AUTHOR=Pastore Mirella , Grimaudo Stefania , Pipitone Rosaria Maria , Lori Giulia , Raggi Chiara , Petta Salvatore , Marra Fabio 

TITLE=Role of Myeloid-Epithelial-Reproductive Tyrosine Kinase and Macrophage Polarization in the Progression of Atherosclerotic Lesions Associated With Nonalcoholic Fatty Liver Disease

JOURNAL=Frontiers in Pharmacology

VOLUME=Volume 10 - 2019

YEAR=2019

URL=https://www.frontiersin.org/journals/pharmacology/articles/10.3389/fphar.2019.00604

DOI=10.3389/fphar.2019.00604

ISSN=1663-9812

ABSTRACT=Non-alcoholic fatty liver disease (NAFLD) is considered the hepatic manifestation of metabolic syndrome, being closely related to obesity, insulin resistance and oxidative stress. It includes a spectrum of conditions ranging from simple steatosis, characterized by hepatic fat accumulation with or without inflammation, to non-alcoholic steatohepatitis (NASH), defined by hepatic fat deposition with hepatocellular damage, inflammation and accumulating fibrosis. Several studies support an association between NAFLD and the incidence of cardiovascular diseases including atherosclerosis, a major cause of death worldwide.
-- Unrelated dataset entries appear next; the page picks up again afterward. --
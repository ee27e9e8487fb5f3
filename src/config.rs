// src/config.rs

//! Static fake configuration consumed by the engine under test
//!
//! `FakeConfig` is a read-only value bag of the resolver and transaction
//! behavior toggles a real front end would load from configuration files.
//! Every field carries a fixed default chosen so that tests behave the same
//! on every machine; the cache and persist directories deliberately point
//! at paths that must never exist.

use std::collections::HashMap;
use std::fmt;

/// Multilib resolution policy
#[derive(Debug, Clone, Copy, PartialEq, Eq, Default)]
pub enum MultilibPolicy {
    /// Install only the best architecture for the system
    #[default]
    Best,
    /// Install all available architectures
    All,
}

impl MultilibPolicy {
    pub fn as_str(&self) -> &'static str {
        match self {
            MultilibPolicy::Best => "best",
            MultilibPolicy::All => "all",
        }
    }

    pub fn parse(s: &str) -> Option<Self> {
        match s {
            "best" => Some(MultilibPolicy::Best),
            "all" => Some(MultilibPolicy::All),
            _ => None,
        }
    }
}

impl fmt::Display for MultilibPolicy {
    fn fmt(&self, f: &mut fmt::Formatter<'_>) -> fmt::Result {
        write!(f, "{}", self.as_str())
    }
}

/// Fixed configuration handed to the engine as read-only input
#[derive(Debug, Clone)]
pub struct FakeConfig {
    /// Assume "yes" to prompts; None leaves the decision to the caller
    pub assumeyes: Option<bool>,
    /// Default answer for prompts when not assuming yes
    pub defaultyes: bool,
    /// Prefer the best available version over the smallest change
    pub best: bool,
    /// Terminal color mode; tests never want color codes in output
    pub color: String,
    /// Commands queued by the front end
    pub commands: Vec<String>,
    /// Package names exempt from the single-version-per-name constraint
    pub installonlypkgs: Vec<String>,
    /// Package name patterns excluded from resolution
    pub exclude: Vec<String>,
    /// Dump solver interaction for debugging
    pub debug_solver: bool,
    /// Verbosity of engine debug output
    pub debuglevel: u32,
    /// Process obsoletes during updates
    pub obsoletes: bool,
    /// Require exact architecture matches on updates
    pub exactarch: bool,
    /// Names the exactarch rule applies to
    pub exactarchlist: Vec<String>,
    /// Root of the filesystem tree operated on
    pub installroot: String,
    /// Transaction flags passed through to the backend
    pub tsflags: Vec<String>,
    /// Maximum concurrently installed versions of install-only packages;
    /// 0 means unlimited
    pub installonly_limit: u32,
    /// Exclude lists to ignore
    pub disable_excludes: Vec<String>,
    /// Multilib resolution policy
    pub multilib_policy: MultilibPolicy,
    /// Metadata cache directory; points at a path that must not exist so a
    /// test that accidentally touches it fails loudly
    pub cachedir: String,
    /// Persistent state directory; same must-not-exist convention
    pub persistdir: String,
    /// Show duplicate packages from different repositories
    pub showdupesfromrepos: bool,
    /// Uid presented to the engine
    pub uid: u32,
    /// Remove only leaf packages on group removal
    pub groupremove_leaf_only: bool,
    /// Packages the engine must refuse to remove
    pub protected_packages: Vec<String>,
    /// Protect multilib pairs from partial removal
    pub protected_multilib: bool,
    /// Remove no-longer-needed requirements alongside a package
    pub clean_requirements_on_remove: bool,
    /// Upgrade requirements when installing over an older version
    pub upgrade_requirements_on_install: bool,
    /// Substitution variables visible to repository configuration
    pub yumvar: HashMap<String, String>,
    /// Record transactions in history
    pub history_record: bool,
}

impl Default for FakeConfig {
    fn default() -> Self {
        Self {
            assumeyes: None,
            defaultyes: false,
            best: false,
            color: "never".to_string(),
            commands: Vec::new(),
            installonlypkgs: vec!["kernel".to_string()],
            exclude: Vec::new(),
            debug_solver: false,
            debuglevel: 8,
            obsoletes: true,
            exactarch: false,
            exactarchlist: Vec::new(),
            installroot: "/".to_string(),
            tsflags: Vec::new(),
            installonly_limit: 0,
            disable_excludes: Vec::new(),
            multilib_policy: MultilibPolicy::Best,
            cachedir: "/should-not-exist-bad-test/cache".to_string(),
            persistdir: "/should-not-exist-bad-test/persist".to_string(),
            showdupesfromrepos: false,
            uid: 0,
            groupremove_leaf_only: false,
            protected_packages: Vec::new(),
            protected_multilib: false,
            clean_requirements_on_remove: false,
            upgrade_requirements_on_install: false,
            yumvar: HashMap::from([("releasever".to_string(), "Quern69".to_string())]),
            history_record: false,
        }
    }
}

impl FakeConfig {
    pub fn new() -> Self {
        Self::default()
    }
}
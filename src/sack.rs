// src/sack.rs

//! Synthetic package universe and its query surface
//!
//! A `TestSack` aggregates one installed-system snapshot and any number of
//! named repositories of available packages, all loaded from fixture
//! descriptor files. Queries over the sack are pure and composable: each
//! filter consumes the query and returns a narrower one, never touching
//! the sack itself.

use crate::error::{Error, Result};
use crate::fixture::{FixtureConfig, RepoDescriptor, SYSTEM_DESCRIPTOR, SYSTEM_REPO_NAME};
use crate::nevra::Evr;
use crate::package::MockPackage;
use crate::repo::Repository;
use std::collections::HashMap;
use tracing::debug;

/// One package in the sack together with the partition it was loaded into
#[derive(Debug, Clone)]
struct SackEntry {
    reponame: String,
    package: MockPackage,
}

/// In-memory package universe built from fixture files
#[derive(Debug)]
pub struct TestSack {
    fixture: FixtureConfig,
    entries: Vec<SackEntry>,
    loaded: Vec<String>,
    system_checksum: Option<String>,
    installonly: Vec<String>,
}

impl TestSack {
    /// Create an empty sack rooted at the given fixture tree
    pub fn new(fixture: FixtureConfig) -> Self {
        Self {
            fixture,
            entries: Vec::new(),
            loaded: Vec::new(),
            system_checksum: None,
            installonly: Vec::new(),
        }
    }

    /// Load the installed-system snapshot from the fixture root
    ///
    /// May be called once per sack; a second call is a lifecycle error.
    /// System packages carry no owning repository.
    pub fn load_system_repo(&mut self) -> Result<()> {
        if self.loaded.iter().any(|id| id == SYSTEM_REPO_NAME) {
            return Err(Error::InitError(
                "system repository is already loaded".to_string(),
            ));
        }

        let path = self.fixture.descriptor_path(SYSTEM_DESCRIPTOR);
        let descriptor = RepoDescriptor::load(&path)?;
        debug!(
            "loading system snapshot from {} ({} packages)",
            path.display(),
            descriptor.packages.len()
        );

        // Parse everything before touching sack state, so a bad descriptor
        // leaves no partial partition behind
        let packages = descriptor
            .packages
            .iter()
            .map(|nevra| MockPackage::new(nevra))
            .collect::<Result<Vec<_>>>()?;
        self.entries.extend(packages.into_iter().map(|package| SackEntry {
            reponame: SYSTEM_REPO_NAME.to_string(),
            package,
        }));
        self.system_checksum = descriptor.meta.checksum;
        self.loaded.push(SYSTEM_REPO_NAME.to_string());
        Ok(())
    }

    /// Load an available repository from the named descriptor file
    ///
    /// Repositories accumulate across calls; loading the same id twice is
    /// an error rather than a silent overwrite.
    pub fn load_repo(&mut self, repo_id: &str, descriptor_filename: &str) -> Result<()> {
        if self.loaded.iter().any(|id| id == repo_id) {
            return Err(Error::AlreadyExists(format!(
                "repository '{}' is already loaded",
                repo_id
            )));
        }

        let path = self.fixture.descriptor_path(descriptor_filename);
        let descriptor = RepoDescriptor::load(&path)?;
        debug!(
            "loading repository '{}' from {} ({} packages)",
            repo_id,
            path.display(),
            descriptor.packages.len()
        );

        let mut repo = Repository::new(repo_id, self.fixture.packages_dir());
        repo.enable();
        let packages = descriptor
            .packages
            .iter()
            .map(|nevra| MockPackage::with_repo(nevra, &repo))
            .collect::<Result<Vec<_>>>()?;
        self.entries.extend(packages.into_iter().map(|package| SackEntry {
            reponame: repo_id.to_string(),
            package,
        }));
        self.loaded.push(repo_id.to_string());
        Ok(())
    }

    /// Apply post-load policy: the install-only package name list
    pub fn configure(&mut self, installonly: &[String]) {
        self.installonly = installonly.to_vec();
    }

    /// Names of the partitions loaded so far, in load order
    pub fn loaded_repos(&self) -> &[String] {
        &self.loaded
    }

    /// Checksum recorded in the system snapshot descriptor, if any
    pub fn system_checksum(&self) -> Option<&str> {
        self.system_checksum.as_deref()
    }

    /// Package names exempt from the single-version-per-name constraint
    pub fn installonly(&self) -> &[String] {
        &self.installonly
    }

    /// Total number of packages across all partitions
    pub fn len(&self) -> usize {
        self.entries.len()
    }

    pub fn is_empty(&self) -> bool {
        self.entries.is_empty()
    }

    /// Start a query over the whole sack
    pub fn query(&self) -> Query<'_> {
        Query {
            entries: self.entries.iter().collect(),
        }
    }
}

/// A filterable view over sack contents
///
/// Filters compose by chaining and are pure: each consumes the query and
/// returns the matching subset without mutating the sack.
#[derive(Debug, Clone)]
pub struct Query<'a> {
    entries: Vec<&'a SackEntry>,
}

impl<'a> Query<'a> {
    /// Keep packages loaded from the named partition
    pub fn reponame_eq(self, reponame: &str) -> Self {
        self.retain(|e| e.reponame == reponame)
    }

    /// Drop packages loaded from the named partition
    pub fn reponame_neq(self, reponame: &str) -> Self {
        self.retain(|e| e.reponame != reponame)
    }

    /// Keep packages with the given name
    pub fn name_eq(self, name: &str) -> Self {
        self.retain(|e| e.package.name() == name)
    }

    /// Drop packages with the given name
    pub fn name_neq(self, name: &str) -> Self {
        self.retain(|e| e.package.name() != name)
    }

    /// Keep packages with the given architecture
    pub fn arch_eq(self, arch: &str) -> Self {
        self.retain(|e| e.package.arch() == arch)
    }

    /// Keep packages whose epoch:version-release equals the given one
    pub fn evr_eq(self, evr: &Evr) -> Self {
        self.retain(|e| &e.package.evr() == evr)
    }

    /// Shorthand for the installed-system partition
    pub fn installed(self) -> Self {
        self.reponame_eq(SYSTEM_REPO_NAME)
    }

    /// Keep only the highest EVR per (name, arch)
    pub fn latest(self) -> Self {
        let mut best: HashMap<(String, String), &'a SackEntry> = HashMap::new();
        for &entry in &self.entries {
            let key = (
                entry.package.name().to_string(),
                entry.package.arch().to_string(),
            );
            let replace = match best.get(&key) {
                Some(current) => entry.package.evr() > current.package.evr(),
                None => true,
            };
            if replace {
                best.insert(key, entry);
            }
        }
        let mut entries: Vec<&'a SackEntry> = best.into_values().collect();
        // Deterministic output order regardless of map iteration
        entries.sort_by(|a, b| {
            a.package
                .name()
                .cmp(b.package.name())
                .then_with(|| a.package.arch().cmp(b.package.arch()))
        });
        Self { entries }
    }

    /// Materialize the matching packages
    pub fn collect(self) -> Vec<MockPackage> {
        self.entries.into_iter().map(|e| e.package.clone()).collect()
    }

    /// Number of matching packages
    pub fn count(self) -> usize {
        self.entries.len()
    }

    fn retain(mut self, keep: impl Fn(&SackEntry) -> bool) -> Self {
        self.entries.retain(|e| keep(e));
        self
    }
}
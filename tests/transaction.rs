// tests/transaction.rs

//! Transaction assertion tests: result-set algebra, install/removal
//! partitions, and unresolvable-build handling.

mod common;

use common::{fixture_config, pkg, system_packages};
use quern_harness::{
    MockHost, ScriptedEngine, TransactionData, TxMember, TransactionOutput, assert_length,
    assert_result, installed_removed,
};
use std::collections::HashSet;

fn scripted_host(script: fn(&mut TransactionData)) -> MockHost {
    let mut tx = TransactionData::new();
    script(&mut tx);
    let engine = ScriptedEngine::with_members(tx.members().to_vec());
    MockHost::with_repos(fixture_config(), &["main", "updates"])
        .unwrap()
        .with_engine(Box::new(engine))
}

#[test]
fn test_noop_transaction_preserves_installed_set() {
    // no commands queued: the installed set must come through unchanged
    let mut host = MockHost::new(fixture_config());
    assert_result(&mut host, &system_packages());
}

#[test]
fn test_install_adds_to_installed_set() {
    let mut host = scripted_host(|tx| {
        tx.add_true_install(pkg("sumac-1.0-1.noarch"));
    });

    let mut expected = system_packages();
    expected.push(pkg("sumac-1.0-1.noarch"));
    assert_result(&mut host, &expected);
}

#[test]
fn test_erase_removes_from_installed_set() {
    let mut host = scripted_host(|tx| {
        tx.add_erase(pkg("lovage-4.1-1.x86_64"));
    });

    let expected: Vec<_> = system_packages()
        .into_iter()
        .filter(|p| p.name() != "lovage")
        .collect();
    assert_result(&mut host, &expected);
}

#[test]
fn test_update_swaps_versions() {
    let mut host = scripted_host(|tx| {
        tx.add_update(pkg("saffron-3.9-1.x86_64"), pkg("saffron-3.6-1.x86_64"));
    });

    let mut expected: Vec<_> = system_packages()
        .into_iter()
        .filter(|p| p.name() != "saffron")
        .collect();
    expected.push(pkg("saffron-3.9-1.x86_64"));
    assert_result(&mut host, &expected);
}

#[test]
fn test_obsolete_swaps_packages() {
    let mut host = scripted_host(|tx| {
        tx.add_obsolete(pkg("fenugreek-7.0-4.x86_64"), pkg("galangal-0.5-3.x86_64"));
    });

    let mut expected: Vec<_> = system_packages()
        .into_iter()
        .filter(|p| p.name() != "galangal")
        .collect();
    expected.push(pkg("fenugreek-7.0-4.x86_64"));
    assert_result(&mut host, &expected);
}

#[test]
#[should_panic(expected = "does not match")]
fn test_assert_result_catches_wrong_expectation() {
    let mut host = MockHost::new(fixture_config());
    assert_result(&mut host, &[pkg("sumac-1.0-1.noarch")]);
}

#[test]
#[should_panic(expected = "transaction unresolvable")]
fn test_assert_result_fails_hard_on_unresolvable() {
    let mut host = MockHost::new(fixture_config())
        .with_engine(Box::new(ScriptedEngine::unresolvable("nothing provides mortar")));
    assert_result(&mut host, &system_packages());
}

#[test]
#[should_panic(expected = "transaction unresolvable")]
fn test_installed_removed_fails_hard_on_unresolvable() {
    let mut host = MockHost::new(fixture_config())
        .with_engine(Box::new(ScriptedEngine::unresolvable("nothing provides mortar")));
    let _ = installed_removed(&mut host);
}

#[test]
fn test_installed_removed_partitions_members() -> anyhow::Result<()> {
    let mut host = scripted_host(|tx| {
        tx.add_update(pkg("saffron-3.9-1.x86_64"), pkg("saffron-3.6-1.x86_64"));
        tx.add_true_install(pkg("sumac-1.0-1.noarch"));
        tx.add_erase(pkg("lovage-4.1-1.x86_64"));
    });

    let (installed, removed) = installed_removed(&mut host)?;
    assert_length(&installed, 2);
    assert_length(&removed, 2);
    assert_eq!(installed[0].name(), "saffron");
    assert_eq!(installed[1].name(), "sumac");
    assert_eq!(removed[0].version(), "3.6");
    assert_eq!(removed[1].name(), "lovage");
    Ok(())
}

#[test]
fn test_installed_removed_partitions_are_disjoint() -> anyhow::Result<()> {
    let mut host = scripted_host(|tx| {
        tx.add_update(pkg("saffron-3.9-1.x86_64"), pkg("saffron-3.6-1.x86_64"));
        tx.add_downgrade(pkg("lovage-4.0-1.x86_64"), pkg("lovage-4.1-1.x86_64"));
        tx.add_erase(pkg("tarragon-1.2-4.noarch"));
    });

    let (installed, removed) = installed_removed(&mut host)?;
    let installed_ids: HashSet<String> = installed.iter().map(|p| p.nevra().to_string()).collect();
    let removed_ids: HashSet<String> = removed.iter().map(|p| p.nevra().to_string()).collect();
    assert!(installed_ids.is_disjoint(&removed_ids));
    Ok(())
}

#[test]
fn test_reinstall_keeps_installed_set_stable() {
    let mut host = scripted_host(|tx| {
        tx.add_reinstall(pkg("tarragon-1.2-4.noarch"));
    });

    // same identity lands back in the set
    assert_result(&mut host, &system_packages());
}

#[test]
fn test_members_survive_for_inspection_after_assert() {
    let mut host = scripted_host(|tx| {
        tx.add_erase(pkg("lovage-4.1-1.x86_64"));
    });

    let expected: Vec<_> = system_packages()
        .into_iter()
        .filter(|p| p.name() != "lovage")
        .collect();
    assert_result(&mut host, &expected);

    let erased = host.tx().members_with_state(&[TransactionOutput::Erase]);
    assert_eq!(erased.len(), 1);
    assert!(matches!(
        erased[0],
        TxMember {
            output: TransactionOutput::Erase,
            ..
        }
    ));
}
This pathological condition consists in a chronic and progressive inflammatory process in the intimal layer of large and medium sized arteries. The complications of advanced atherosclerosis include chronic or acute ischemic damage in the tissue perfused by the affected artery, leading to cellular death. In an atherosclerotic plaque, phagocytosis of apoptotic cells occurs through efferocytosis, a physiological process essential in maintaining immune homeostasis. A defective efferocytosis is able to induce post-apoptotic necrosis during maturation of atherosclerotic lesions. Although a diversity of phagocyte subpopulations is involved in atherosclerosis, a particular subset of macrophages (anti-inflammatory M2 phenotype) is spatially linked to necrotic core.  The activation state of macrophages depends on their metabolic state, indeed in acutely inflamed hypoxic tissues, anaerobic glycolysis promotes a program of macrophage M1 polarization, whereas aerobic metabolism favors M2 activation. Lipid metabolism is associated with immune regulatory macrophage responses, modulating towards a pro-inflammatory M1 phenotype or an anti-inflammatory M2 phenotype controlled by several transcription factors. Recent lines of evidence highlighted the involvement of Myeloid-epithelial-reproductive Tyrosine Kinase (MerTK) in metabolic disease associated with liver damage. MerTK is mainly expressed in M2c macrophages and is involved in efferocytosis, mediates transcriptional changes, including suppression of proinflammatory cytokines and enhancement of inflammatory repressors.
This review highlights the impact of MerTK in macrophage alternative activation and its possible role in NAFLD-associated atherosclerotic lesions as a potential therapeutic target.